Combined with what Thor had kinda, sorta told him about how they had all been treated by their 'keepers'… no, he wasn't going to check on her face. In fact, if anyone else suggested she brush back her hair he would have to make sure he interjected himself on her behalf.
Back on the issue of food. The note said they had no allergies, but it didn't give him any hint on the kind of thing they liked, either. He thought of the kinds of things Thor always seemed to have a taste for. If they ate like their uncle, then they would go for meals big on meat courses, heavy bread and have a major sweet tooth. He would draw the line at mead. They were minors, after all.
"Hey kids! Any of you ever try a little Midgardian delicacy called 'pizza'?"
In the end, because there were ten mouths to feed and because no one was sure what the children – or Thor – would like, Tony put in for the largest order of pizza seen outside of frat houses and football teams. Every single kind of pizza that was available on the menu – twenty-one – ordered extra-large and with drinks for everyone.

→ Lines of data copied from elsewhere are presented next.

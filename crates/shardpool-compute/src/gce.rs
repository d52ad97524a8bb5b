//! GCE Instance Group Manager REST backends.

use std::time::Duration;

use serde::Deserialize;
use serde_json::json;
use tracing::{debug, info};

use crate::auth::TokenSource;
use crate::{ComputeError, GroupMember, InstanceGroup};

const API_ROOT: &str = "https://compute.googleapis.com/compute/v1";
const REQUEST_TIMEOUT: Duration = Duration::from_secs(30);

#[derive(Debug, Deserialize)]
#[serde(rename_all = "camelCase")]
struct ManagerInfo {
    target_size: u32,
}

#[derive(Debug, Default, Deserialize)]
#[serde(rename_all = "camelCase")]
struct ManagedInstanceList {
    #[serde(default)]
    managed_instances: Vec<ManagedInstance>,
}

#[derive(Debug, Deserialize)]
struct ManagedInstance {
    instance: String,
}

/// Shared REST plumbing for both group scopes. The scope path is the
/// piece between the project and the group name:
/// `zones/<zone>` or `regions/<region>`.
struct MigClient {
    http: reqwest::Client,
    token: TokenSource,
    project: String,
    group_url: String,
}

impl MigClient {
    fn new(
        project: &str,
        scope: &str,
        group: &str,
        token: TokenSource,
    ) -> Result<Self, ComputeError> {
        let http = reqwest::Client::builder()
            .timeout(REQUEST_TIMEOUT)
            .build()?;
        Ok(Self {
            http,
            token,
            project: project.to_string(),
            group_url: format!("{API_ROOT}/projects/{project}/{scope}/instanceGroupManagers/{group}"),
        })
    }

    async fn get(&self, path: &str, operation: &'static str) -> Result<reqwest::Response, ComputeError> {
        let token = self.token.token().await?;
        let resp = self
            .http
            .get(format!("{}{path}", self.group_url))
            .bearer_auth(token)
            .send()
            .await?;
        check_status(resp, operation).await
    }

    async fn post(
        &self,
        path: &str,
        body: Option<serde_json::Value>,
        operation: &'static str,
    ) -> Result<reqwest::Response, ComputeError> {
        let token = self.token.token().await?;
        let mut req = self
            .http
            .post(format!("{}{path}", self.group_url))
            .bearer_auth(token);
        if let Some(body) = body {
            req = req.json(&body);
        }
        check_status(req.send().await?, operation).await
    }

    async fn target_size(&self) -> Result<u32, ComputeError> {
        let info: ManagerInfo = self.get("", "get").await?.json().await?;
        Ok(info.target_size)
    }

    async fn resize(&self, size: u32) -> Result<(), ComputeError> {
        self.post(&format!("/resize?size={size}"), None, "resize")
            .await?;
        info!(size, "resized instance group");
        Ok(())
    }

    async fn list_instance_urls(&self) -> Result<Vec<String>, ComputeError> {
        let list: ManagedInstanceList = self
            .post("/listManagedInstances", None, "listManagedInstances")
            .await?
            .json()
            .await?;
        Ok(list.managed_instances.into_iter().map(|m| m.instance).collect())
    }

    async fn delete_instance(&self, zone: &str, name: &str) -> Result<(), ComputeError> {
        let instance_url = format!("projects/{}/zones/{zone}/instances/{name}", self.project);
        self.post(
            "/deleteInstances",
            Some(json!({ "instances": [instance_url] })),
            "deleteInstances",
        )
        .await?;
        info!(instance = name, zone, "deleted instance from group");
        Ok(())
    }
}

async fn check_status(
    resp: reqwest::Response,
    operation: &'static str,
) -> Result<reqwest::Response, ComputeError> {
    let status = resp.status();
    if status.is_success() {
        return Ok(resp);
    }
    Err(ComputeError::Status {
        operation,
        status: status.as_u16(),
        body: resp.text().await.unwrap_or_default(),
    })
}

/// Last path segment of an instance resource URL — the instance name.
fn name_from_url(url: &str) -> String {
    url.rsplit('/').next().unwrap_or_default().to_string()
}

/// Zone segment of an instance resource URL
/// (`.../zones/<zone>/instances/<name>`).
fn zone_from_url(url: &str) -> String {
    let parts: Vec<&str> = url.split('/').collect();
    if parts.len() >= 3 {
        parts[parts.len() - 3].to_string()
    } else {
        String::new()
    }
}

/// Managed instance group pinned to one zone. All members share the
/// configured zone.
pub struct ZonalGroup {
    client: MigClient,
    zone: String,
}

impl ZonalGroup {
    pub fn new(
        project: &str,
        zone: &str,
        group: &str,
        token: TokenSource,
    ) -> Result<Self, ComputeError> {
        Ok(Self {
            client: MigClient::new(project, &format!("zones/{zone}"), group, token)?,
            zone: zone.to_string(),
        })
    }
}

impl InstanceGroup for ZonalGroup {
    async fn get_target_size(&self) -> Result<u32, ComputeError> {
        self.client.target_size().await
    }

    async fn resize(&self, size: u32) -> Result<(), ComputeError> {
        self.client.resize(size).await
    }

    async fn list_members(&self) -> Result<Vec<GroupMember>, ComputeError> {
        let urls = self.client.list_instance_urls().await?;
        debug!(count = urls.len(), "listed group members");
        Ok(urls
            .iter()
            .map(|url| GroupMember {
                name: name_from_url(url),
                zone: self.zone.clone(),
            })
            .collect())
    }

    async fn delete_member(&self, member: &GroupMember) -> Result<(), ComputeError> {
        self.client.delete_instance(&member.zone, &member.name).await
    }
}

/// Managed instance group spread across a region. Each member's zone
/// is resolved from its instance resource URL.
pub struct RegionalGroup {
    client: MigClient,
}

impl RegionalGroup {
    pub fn new(
        project: &str,
        region: &str,
        group: &str,
        token: TokenSource,
    ) -> Result<Self, ComputeError> {
        Ok(Self {
            client: MigClient::new(project, &format!("regions/{region}"), group, token)?,
        })
    }
}

impl InstanceGroup for RegionalGroup {
    async fn get_target_size(&self) -> Result<u32, ComputeError> {
        self.client.target_size().await
    }

    async fn resize(&self, size: u32) -> Result<(), ComputeError> {
        self.client.resize(size).await
    }

    async fn list_members(&self) -> Result<Vec<GroupMember>, ComputeError> {
        let urls = self.client.list_instance_urls().await?;
        debug!(count = urls.len(), "listed group members");
        Ok(urls
            .iter()
            .map(|url| GroupMember {
                name: name_from_url(url),
                zone: zone_from_url(url),
            })
            .collect())
    }

    async fn delete_member(&self, member: &GroupMember) -> Result<(), ComputeError> {
        self.client.delete_instance(&member.zone, &member.name).await
    }
}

"Except the young 'ins," Tony clarified. "No sugary soda for them. There should be some milk and juice in the fridge."
When the two delivery guys came up carrying twenty-one pizzas, Tony tipped them the same price as the order to split between them and recruited the team to set up and dish out. They'd shared enough group meals to have this routine pretty much down pat, and the addition of four more plates for the kids and Pepper was only a logistical problem for space. It wasn't a big issue, and soon plates and pizzas were laid out for everyone, the line of options covering the center of the table and spilling over onto the kitchen counters.
It smelled like a full on pizzeria in the Tower with twenty-one extra-large pizzas gently steaming away. Tony hadn't realized just how much food twenty-one of them would be – there would be some free lunches going on in some of the lower floors – or how hungry he was. He'd panicked when he realized he hadn't fed the kids yet, but he hadn't had any breakfast, either. The smell of hot pizzas was enough to set him drooling like one of Pavlov's dogs. And he wasn't the only one who was effected that way, he didn't even need to call the few teammates who hadn't helped set up to the table.
The triplets weren't far behind, and they were very excited at the prospect of food.
Hela was already at the table, lightly bouncing in her seat and staring at the arranged pizzas with a hungry eye. Tony was rather impressed that she kept her hands to herself. Then there was a sound, as of a tiny stampede making its way from the living room to the table. Everyone froze in place, it abruptly becoming dangerous to move their feet with a boy and a cub pulling laps around their legs.
Thor laughed at the antics of his nephews. "It seems they appreciate the aroma, friend Stark! If they enjoy the flavor as much then the feast will be a rousing success!"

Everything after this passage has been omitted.